BEGIN PROVIDED DATA

use geotask::db::initialize::init_db;
use geotask::db::pool::DbPool;
use geotask::db::queries::{get_task, insert_task, load_open_tasks};
use geotask::models::category::Category;
use geotask::models::location::Coordinate;
use geotask::models::priority::Priority;
use geotask::models::task::Task;
use rusqlite::Connection;

mod common;
use common::{gt, init_db_with_tasks, setup_test_db};

fn migration_rows(conn: &Connection) -> i64 {
    conn.query_row(
        "SELECT COUNT(*) FROM log WHERE operation = 'migration_applied'",
        [],
        |r| r.get(0),
    )
    .expect("count migrations")
}

#[test]
fn test_migration_recorded_exactly_once() {
    let db_path = setup_test_db("migration_once");
    init_db_with_tasks(&db_path);

    gt().args(["--db", &db_path, "db", "--migrate"]).assert().success();
    gt().args(["--db", &db_path, "list"]).assert().success();

    let conn = Connection::open(&db_path).expect("open");
    assert_eq!(migration_rows(&conn), 1);
}

#[test]
fn test_legacy_tasks_table_gains_intelligence_columns() {
    let db_path = setup_test_db("migration_legacy");
    let conn = Connection::open(&db_path).expect("open");

    // schema of a database created before categories and priorities existed
    conn.execute_batch(
        "CREATE TABLE tasks (
            id INTEGER PRIMARY KEY AUTOINCREMENT,
            text TEXT NOT NULL,
            latitude REAL NOT NULL,
            longitude REAL NOT NULL,
            completed INTEGER NOT NULL DEFAULT 0,
            created_at TEXT NOT NULL
         );
         INSERT INTO tasks (text, latitude, longitude, completed, created_at)
         VALUES ('Old task', 51.5, -0.12, 0, '2025-01-01T10:00:00+00:00');",
    )
    .expect("legacy schema");

    init_db(&conn).expect("migrate");
    init_db(&conn).expect("migrate again");

    let t = get_task(&conn, 1).expect("legacy task");
    assert_eq!(t.category, Category::Personal);
    assert_eq!(t.priority, Priority::Medium);
    assert_eq!(migration_rows(&conn), 1);
}

#[test]
fn test_store_round_trip_through_pool() {
    let db_path = setup_test_db("migration_pool");
    let pool = DbPool::open(&db_path).expect("open pool");

    let task = Task::new("Buy stamps", Coordinate::new(51.5008, -0.1247))
        .with_category(Category::Errand)
        .with_priority(Priority::High);
    let id = insert_task(&pool.conn, &task).expect("insert");

    let open = load_open_tasks(&pool.conn).expect("load");
    assert_eq!(open.len(), 1);
    assert_eq!(open[0].id, id);
    assert_eq!(open[0].category, Category::Errand);
    assert_eq!(open[0].priority, Priority::High);
    assert_eq!(open[0].coordinate, Coordinate::new(51.5008, -0.1247));
}
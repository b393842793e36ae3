//! Formatting utilities used for CLI and export outputs.

use crate::models::priority::Priority;
use crate::utils::colors::{RESET, color_for_priority};
use unicode_width::{UnicodeWidthChar, UnicodeWidthStr};

/// Cut `s` to at most `width` display columns, marking the cut with `…`.
pub fn truncate(s: &str, width: usize) -> String {
    if UnicodeWidthStr::width(s) <= width {
        return s.to_string();
    }

    let mut out = String::new();
    let mut used = 0;
    for ch in s.chars() {
        let w = UnicodeWidthChar::width(ch).unwrap_or(0);
        if used + w + 1 > width {
            break;
        }
        out.push(ch);
        used += w;
    }
    out.push('…');
    out
}

/// Pad to `width` display columns (emoji and CJK count double).
pub fn pad_right(s: &str, width: usize) -> String {
    let w = UnicodeWidthStr::width(s);
    format!("{}{}", s, " ".repeat(width.saturating_sub(w)))
}

pub fn describe_priority(p: Priority) -> String {
    format!("{}{}{}", color_for_priority(p), p.to_db_str(), RESET)
}
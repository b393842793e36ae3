//! Decides whether a new location sample differs enough from the last
//! accepted one to warrant a new proximity check.

use crate::core::calculator::distance::distance;
use crate::models::location::LocationSample;

pub const DEFAULT_MIN_DISTANCE_M: f64 = 10.0;
pub const DEFAULT_MIN_INTERVAL_MS: i64 = 60_000;

#[derive(Debug, Clone, Copy, PartialEq)]
pub struct SignificanceFilter {
    /// Movement strictly above this many meters is significant.
    pub min_distance_m: f64,
    /// Elapsed time strictly above this many milliseconds is significant.
    pub min_interval_ms: i64,
}

impl Default for SignificanceFilter {
    fn default() -> Self {
        Self {
            min_distance_m: DEFAULT_MIN_DISTANCE_M,
            min_interval_ms: DEFAULT_MIN_INTERVAL_MS,
        }
    }
}

impl SignificanceFilter {
    pub fn new(min_distance_m: f64, min_interval_ms: i64) -> Self {
        Self {
            min_distance_m,
            min_interval_ms,
        }
    }

    /// `true` when there is no previous sample, or the new one moved farther
    /// than `min_distance_m`, or is more than `min_interval_ms` newer.
    pub fn is_significant(&self, last: Option<&LocationSample>, next: &LocationSample) -> bool {
        let Some(prev) = last else {
            return true;
        };

        let moved = distance(&prev.coordinate, &next.coordinate);
        let elapsed = next.timestamp.saturating_sub(prev.timestamp);

        moved > self.min_distance_m || elapsed > self.min_interval_ms
    }
}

END PROVIDED DATA

_WHAT IS BEING ASKED_
From start to finish, retype the records above with complete accuracy.

_EXERCISE RESPONSE_
use geotask::db::initialize::init_db;
use geotask::db::pool::DbPool;
use geotask::db::queries::{get_task, insert_task, load_open_tasks};
use geotask::models::category::Category;
use geotask::models::location::Coordinate;
use geotask::models::priority::Priority;
use geotask::models::task::Task;
use rusqlite::Connection;

mod common;
use common::{gt, init_db_with_tasks, setup_test_db};

fn migration_rows(conn: &Connection) -> i64 {
    conn.query_row(
        "SELECT COUNT(*) FROM log WHERE operation = 'migration_applied'",
        [],
        |r| r.get(0),
    )
    .expect("count migrations")
}

#[test]
fn test_migration_recorded_exactly_once() {
    let db_path = setup_test_db("migration_once");
    init_db_with_tasks(&db_path);

    gt().args(["--db", &db_path, "db", "--migrate"]).assert().success();
    gt().args(["--db", &db_path, "list"]).assert().success();

    let conn = Connection::open(&db_path).expect("open");
    assert_eq!(migration_rows(&conn), 1);
}

#[test]
fn test_legacy_tasks_table_gains_intelligence_columns() {
    let db_path = setup_test_db("migration_legacy");
    let conn = Connection::open(&db_path).expect("open");

    // schema of a database created before categories and priorities existed
    conn.execute_batch(
        "CREATE TABLE tasks (
            id INTEGER PRIMARY KEY AUTOINCREMENT,
            text TEXT NOT NULL,
            latitude REAL NOT NULL,
            longitude REAL NOT NULL,
            completed INTEGER NOT NULL DEFAULT 0,
            created_at TEXT NOT NULL
         );
         INSERT INTO tasks (text, latitude, longitude, completed, created_at)
         VALUES ('Old task', 51.5, -0.12, 0, '2025-01-01T10:00:00+00:00');",
    )
    .expect("legacy schema");

    init_db(&conn).expect("migrate");
    init_db(&conn).expect("migrate again");

    let t = get_task(&conn, 1).expect("legacy task");
    assert_eq!(t.category, Category::Personal);
    assert_eq!(t.priority, Priority::Medium);
    assert_eq!(migration_rows(&conn), 1);
}

#[test]
fn test_store_round_trip_through_pool() {
    let db_path = setup_test_db("migration_pool");
    let pool = DbPool::open(&db_path).expect("open pool");

    let task = Task::new("Buy stamps", Coordinate::new(51.5008, -0.1247))
        .with_category(Category::Errand)
        .with_priority(Priority::High);
    let id = insert_task(&pool.conn, &task).expect("insert");

    let open = load_open_tasks(&pool.conn).expect("load");
    assert_eq!(open.len(), 1);
    assert_eq!(open[0].id, id);
    assert_eq!(open[0].category, Category::Errand);
    assert_eq!(open[0].priority, Priority::High);
    assert_eq!(open[0].coordinate, Coordinate::new(51.5008, -0.1247));
}
repository b393842793e36ae3
//! Formatting utilities used for CLI and export outputs.

use crate::models::priority::Priority;
use crate::utils::colors::{RESET, color_for_priority};
use unicode_width::{UnicodeWidthChar, UnicodeWidthStr};

/// Cut `s` to at most `width` display columns, marking the cut with `…`.
pub fn truncate(s: &str, width: usize) -> String {
    if UnicodeWidthStr::width(s) <= width {
        return s.to_string();
    }

    let mut out = String::new();
    let mut used = 0;
    for ch in s.chars() {
        let w = UnicodeWidthChar::width(ch).unwrap_or(0);
        if used + w + 1 > width {
            break;
        }
        out.push(ch);
        used += w;
    }
    out.push('…');
    out
}

/// Pad to `width` display columns (emoji and CJK count double).
pub fn pad_right(s: &str, width: usize) -> String {
    let w = UnicodeWidthStr::width(s);
    format!("{}{}", s, " ".repeat(width.saturating_sub(w)))
}

pub fn describe_priority(p: Priority) -> String {
    format!("{}{}{}", color_for_priority(p), p.to_db_str(), RESET)
}
repository b393842793e36ae3
//! Decides whether a new location sample differs enough from the last
//! accepted one to warrant a new proximity check.

use crate::core::calculator::distance::distance;
use crate::models::location::LocationSample;

pub const DEFAULT_MIN_DISTANCE_M: f64 = 10.0;
pub const DEFAULT_MIN_INTERVAL_MS: i64 = 60_000;

#[derive(Debug, Clone, Copy, PartialEq)]
pub struct SignificanceFilter {
    /// Movement strictly above this many meters is significant.
    pub min_distance_m: f64,
    /// Elapsed time strictly above this many milliseconds is significant.
    pub min_interval_ms: i64,
}

impl Default for SignificanceFilter {
    fn default() -> Self {
        Self {
            min_distance_m: DEFAULT_MIN_DISTANCE_M,
            min_interval_ms: DEFAULT_MIN_INTERVAL_MS,
        }
    }
}

impl SignificanceFilter {
    pub fn new(min_distance_m: f64, min_interval_ms: i64) -> Self {
        Self {
            min_distance_m,
            min_interval_ms,
        }
    }

    /// `true` when there is no previous sample, or the new one moved farther
    /// than `min_distance_m`, or is more than `min_interval_ms` newer.
    pub fn is_significant(&self, last: Option<&LocationSample>, next: &LocationSample) -> bool {
        let Some(prev) = last else {
            return true;
        };

        let moved = distance(&prev.coordinate, &next.coordinate);
        let elapsed = next.timestamp.saturating_sub(prev.timestamp);

        moved > self.min_distance_m || elapsed > self.min_interval_ms
    }
}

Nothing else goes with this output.